Return the opening lines of the material, word for word. End with the line that contains "pub enum SearchError".

→ PROVIDED DATA:

• • • • • • •

use thiserror::Error;

#[derive(Debug, Error)]
pub enum LoadError {
    #[error("cannot read input: {0}")]
    Io(#[from] std::io::Error),
    #[error("malformed CSV: {0}")]
    Csv(#[from] csv::Error),
    #[error("required column `{0}` not found in header")]
    MissingColumn(&'static str),
}

/// Conditions that leave a search without a report. Both are shown to the
/// user as warnings, not failures.
#[derive(Debug, Error, PartialEq, Eq)]
pub enum SearchError {
    #[error("at least one commercial type must be selected")]
    NoCommercialType,
    #[error("no insertions match the selected filters")]
    NoData,
}

#[derive(Debug, Error)]
pub enum OutputError {
    #[error("write failed: {0}")]
    Io(#[from] std::io::Error),
    #[error("CSV export failed: {0}")]
    Csv(#[from] csv::Error),
    #[error("JSON export failed: {0}")]
    Json(#[from] serde_json::Error),
}
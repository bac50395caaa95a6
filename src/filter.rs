use crate::plan::build_plan;
use crate::types::{Event, Plan};
use chrono::NaiveDate;
use std::collections::HashSet;
use tracing::debug;

/// The user's search: an inclusive date window plus the selected products
/// and commercial types.
#[derive(Debug, Clone, PartialEq, Eq)]
pub struct PlanFilter {
    pub start: NaiveDate,
    pub end: NaiveDate,
    pub products: Vec<String>,
    pub commercial_types: Vec<String>,
}

impl PlanFilter {
    pub fn in_range(&self, date: NaiveDate) -> bool {
        self.start <= date && date <= self.end
    }

    pub fn matches(&self, event: &Event) -> bool {
        self.in_range(event.date)
            && self.products.iter().any(|p| *p == event.product)
            && self.commercial_types.iter().any(|t| *t == event.commercial_type)
    }
}

fn distinct_in_order<'a, I>(values: I) -> Vec<String>
where
    I: Iterator<Item = &'a str>,
{
    let mut seen: HashSet<&str> = HashSet::new();
    let mut out = Vec::new();
    for v in values {
        if !v.is_empty() && seen.insert(v) {
            out.push(v.to_string());
        }
    }
    out
}

/// Distinct products with at least one insertion in `[start, end]`, in
/// first-seen order.
pub fn promotions_in_range(events: &[Event], start: NaiveDate, end: NaiveDate) -> Vec<String> {
    distinct_in_order(
        events
            .iter()
            .filter(|e| start <= e.date && e.date <= end)
            .map(|e| e.product.as_str()),
    )
}

pub fn commercial_types(events: &[Event]) -> Vec<String> {
    distinct_in_order(events.iter().map(|e| e.commercial_type.as_str()))
}

pub fn apply(events: &[Event], filter: &PlanFilter) -> Vec<Event> {
    let filtered: Vec<Event> = events.iter().filter(|e| filter.matches(e)).cloned().collect();
    debug!(
        input = events.len(),
        matched = filtered.len(),
        start = %filter.start,
        end = %filter.end,
        "filter applied"
    );
    filtered
}

pub fn build_filtered_plan(events: &[Event], filter: &PlanFilter) -> Plan {
    build_plan(&apply(events, filter))
}

/// Resolve a menu selection against the offered options.
///
/// Accepts `*` for everything, or a comma separated list of 1-based
/// positions and/or option names. Unknown entries are ignored. Blank input
/// selects everything when `blank_selects_all` is set, nothing otherwise.
pub fn parse_selection(input: &str, options: &[String], blank_selects_all: bool) -> Vec<String> {
    let input = input.trim();
    if input == "*" || (input.is_empty() && blank_selects_all) {
        return options.to_vec();
    }
    let mut picked: Vec<String> = Vec::new();
    for token in input.split(',').map(str::trim).filter(|t| !t.is_empty()) {
        let hit = match token.parse::<usize>() {
            Ok(n) if n >= 1 => options.get(n - 1),
            _ => options.iter().find(|o| o.as_str() == token),
        };
        if let Some(option) = hit {
            if !picked.contains(option) {
                picked.push(option.clone());
            }
        }
    }
    picked
}

#[cfg(test)]
mod tests {
    use super::*;
    use chrono::NaiveTime;

    fn d(y: i32, m: u32, day: u32) -> NaiveDate {
        NaiveDate::from_ymd_opt(y, m, day).unwrap()
    }

    fn sample() -> Vec<Event> {
        let t = NaiveTime::from_hms_opt(10, 0, 0);
        vec![
            Event::new("ProgA", d(2024, 1, 1), t, "Promo1", "TypeX"),
            Event::new("ProgA", d(2024, 1, 2), t, "Promo2", "TypeY"),
            Event::new("ProgB", d(2024, 1, 3), t, "Promo1", "TypeX"),
            Event::new("ProgB", d(2024, 1, 9), t, "Promo3", "TypeX"),
            Event::new("ProgC", d(2024, 1, 2), t, "", "TypeZ"),
        ]
    }

    #[test]
    fn promotions_are_distinct_in_first_seen_order() {
        let promos = promotions_in_range(&sample(), d(2024, 1, 1), d(2024, 1, 3));
        assert_eq!(promos, vec!["Promo1", "Promo2"]);
    }

    #[test]
    fn promotions_bounds_are_inclusive() {
        let promos = promotions_in_range(&sample(), d(2024, 1, 9), d(2024, 1, 9));
        assert_eq!(promos, vec!["Promo3"]);
        assert!(promotions_in_range(&[], d(2024, 1, 1), d(2024, 12, 31)).is_empty());
    }

    #[test]
    fn commercial_types_skip_empty() {
        let mut events = sample();
        events[0].commercial_type.clear();
        assert_eq!(commercial_types(&events), vec!["TypeY", "TypeX", "TypeZ"]);
    }

    #[test]
    fn filter_requires_all_three_conditions() {
        let filter = PlanFilter {
            start: d(2024, 1, 1),
            end: d(2024, 1, 3),
            products: vec!["Promo1".into()],
            commercial_types: vec!["TypeX".into()],
        };
        let filtered = apply(&sample(), &filter);
        assert_eq!(filtered.len(), 2);
        assert!(filtered.iter().all(|e| e.product == "Promo1"));
    }

    #[test]
    fn selection_by_position_name_and_wildcard() {
        let options: Vec<String> = vec!["Promo1".into(), "Promo2".into(), "Promo3".into()];
        assert_eq!(parse_selection("*", &options, false), options);
        assert_eq!(parse_selection("", &options, true), options);
        assert!(parse_selection("", &options, false).is_empty());
        assert_eq!(
            parse_selection("3, Promo1, 9, 3", &options, false),
            vec!["Promo3", "Promo1"]
        );
    }
}
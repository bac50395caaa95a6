use crate::slots::SlotLabel;
use crate::util::format_time;
use chrono::{Datelike, NaiveDate, NaiveTime};
use serde::Serialize;
use std::cmp::Ordering;
use std::fmt;
use tabled::Tabled;

/// One line of the insertion CSV (`Fecha`, `Hora Inicio`, `Producto`,
/// `Tipo Comercial`, `Título Programa`), before any validation.
#[derive(Debug, Clone, Default)]
pub struct RawRow {
    pub fecha: Option<String>,
    pub hora_inicio: Option<String>,
    pub producto: Option<String>,
    pub tipo_comercial: Option<String>,
    pub titulo_programa: Option<String>,
}

/// A single aired insertion after normalization.
#[derive(Debug, Clone, PartialEq, Eq)]
pub struct Event {
    pub product: String,
    pub commercial_type: String,
    pub program_title: String,
    pub date: NaiveDate,
    pub start_time: Option<NaiveTime>,
    pub count: u32,
}

impl Event {
    pub fn new(
        program_title: &str,
        date: NaiveDate,
        start_time: Option<NaiveTime>,
        product: &str,
        commercial_type: &str,
    ) -> Self {
        Event {
            product: product.to_string(),
            commercial_type: commercial_type.to_string(),
            program_title: program_title.to_string(),
            date,
            start_time,
            count: 1,
        }
    }
}

/// Plan column key: a calendar date without its year.
///
/// Ordering uses `day + month * 100`, so dates from different years that
/// share day and month land in the same column, and a December/January
/// range sorts January first.
#[derive(Debug, Clone, Copy, PartialEq, Eq, Hash)]
pub struct DayMonth {
    pub day: u32,
    pub month: u32,
}

impl DayMonth {
    pub fn sort_key(&self) -> u32 {
        self.day + self.month * 100
    }
}

impl From<NaiveDate> for DayMonth {
    fn from(date: NaiveDate) -> Self {
        DayMonth {
            day: date.day(),
            month: date.month(),
        }
    }
}

impl Ord for DayMonth {
    fn cmp(&self, other: &Self) -> Ordering {
        self.sort_key().cmp(&other.sort_key())
    }
}

impl PartialOrd for DayMonth {
    fn partial_cmp(&self, other: &Self) -> Option<Ordering> {
        Some(self.cmp(other))
    }
}

impl fmt::Display for DayMonth {
    fn fmt(&self, f: &mut fmt::Formatter<'_>) -> fmt::Result {
        write!(f, "{:02}/{:02}", self.day, self.month)
    }
}

/// One program line of the plan. `counts_by_date` is aligned with
/// [`Plan::dates`].
#[derive(Debug, Clone, PartialEq, Eq)]
pub struct PlanRow {
    pub program_title: String,
    pub representative_start_time: Option<NaiveTime>,
    pub counts_by_date: Vec<u32>,
    pub total: u32,
}

#[derive(Debug, Clone, Default, PartialEq, Eq)]
pub struct TotalsRow {
    pub counts_by_date: Vec<u32>,
    pub total: u32,
}

/// Program x date insertion matrix with its derived totals.
#[derive(Debug, Clone, Default, PartialEq, Eq)]
pub struct Plan {
    pub dates: Vec<DayMonth>,
    pub rows: Vec<PlanRow>,
    pub totals: TotalsRow,
}

#[derive(Debug, Clone, PartialEq, Eq, Serialize, Tabled)]
pub struct ChartRow {
    #[serde(rename = "Título Programa")]
    #[tabled(rename = "Título Programa")]
    pub program_title: String,
    #[serde(rename = "Hora Inicio")]
    #[tabled(rename = "Hora Inicio", display_with = "display_time")]
    pub representative_start_time: Option<NaiveTime>,
    #[serde(rename = "Total")]
    #[tabled(rename = "Total")]
    pub total: u32,
    #[serde(rename = "Franja Horaria")]
    #[tabled(rename = "Franja Horaria")]
    pub time_slot: SlotLabel,
}

fn display_time(time: &Option<NaiveTime>) -> String {
    format_time(*time)
}

/// Insertions aggregated per time slot, with their share of the whole.
#[derive(Debug, Clone, PartialEq, Serialize, Tabled)]
pub struct SlotShare {
    #[serde(rename = "Franja Horaria")]
    #[tabled(rename = "Franja Horaria")]
    pub time_slot: SlotLabel,
    #[serde(rename = "Total")]
    #[tabled(rename = "Total")]
    pub total: u32,
    #[serde(rename = "Porcentaje")]
    #[tabled(rename = "%")]
    pub share: String,
}

#[derive(Debug, Clone, PartialEq, Eq, Serialize, Tabled)]
pub struct EvolutionPoint {
    #[serde(rename = "Fecha")]
    #[tabled(rename = "Fecha")]
    pub date: NaiveDate,
    #[serde(rename = "Inserciones")]
    #[tabled(rename = "Inserciones")]
    pub insertions: u32,
}

/// Everything the chart renderer consumes, exported as one JSON document.
#[derive(Debug, Clone, Serialize)]
pub struct ChartDatasets {
    pub weekdays: Vec<ChartRow>,
    pub weekend: Vec<ChartRow>,
    pub slot_summary: Vec<SlotShare>,
    pub evolution: Vec<EvolutionPoint>,
}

• • • • • • •

→ COMPLETED TASK:
use thiserror::Error;

#[derive(Debug, Error)]
pub enum LoadError {
    #[error("cannot read input: {0}")]
    Io(#[from] std::io::Error),
    #[error("malformed CSV: {0}")]
    Csv(#[from] csv::Error),
    #[error("required column `{0}` not found in header")]
    MissingColumn(&'static str),
}

/// Conditions that leave a search without a report. Both are shown to the
/// user as warnings, not failures.
#[derive(Debug, Error, PartialEq, Eq)]
pub enum SearchError {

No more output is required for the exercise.